ACTION ITEM
Every entry must appear in the output exactly as it does here.

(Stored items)

□ □ □ □ □ □ □

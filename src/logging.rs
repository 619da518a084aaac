use tracing_subscriber::{fmt, layer::SubscriberExt, util::SubscriberInitExt, EnvFilter};

/// Installs the stderr subscriber. `RUST_LOG` wins over `verbose`; calling
/// this twice is harmless.
pub fn init(verbose: bool) {
    let filter = EnvFilter::try_from_default_env().unwrap_or_else(|_| {
        if verbose {
            EnvFilter::new("pattern_catalog=debug")
        } else {
            EnvFilter::new("pattern_catalog=warn")
        }
    });

    let _ = tracing_subscriber::registry()
        .with(filter)
        .with(
            fmt::layer()
                .with_target(false)
                .with_writer(std::io::stderr),
        )
        .try_init();
}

□ □ □ □ □ □ □

RESPONSE
filename src/logging.rs
repository 619da518a084aaac
use tracing_subscriber::{fmt, layer::SubscriberExt, util::SubscriberInitExt, EnvFilter};

/// Installs the stderr subscriber. `RUST_LOG` wins over `verbose`; calling
/// this twice is harmless.
pub fn init(verbose: bool) {
    let filter = EnvFilter::try_from_default_env().unwrap_or_else(|_| {
        if verbose {
            EnvFilter::new("pattern_catalog=debug")
        } else {
            EnvFilter::new("pattern_catalog=warn")
        }
    });

    let _ = tracing_subscriber::registry()
        .with(filter)
        .with(
            fmt::layer()
                .with_target(false)
                .with_writer(std::io::stderr),
        )
        .try_init();
}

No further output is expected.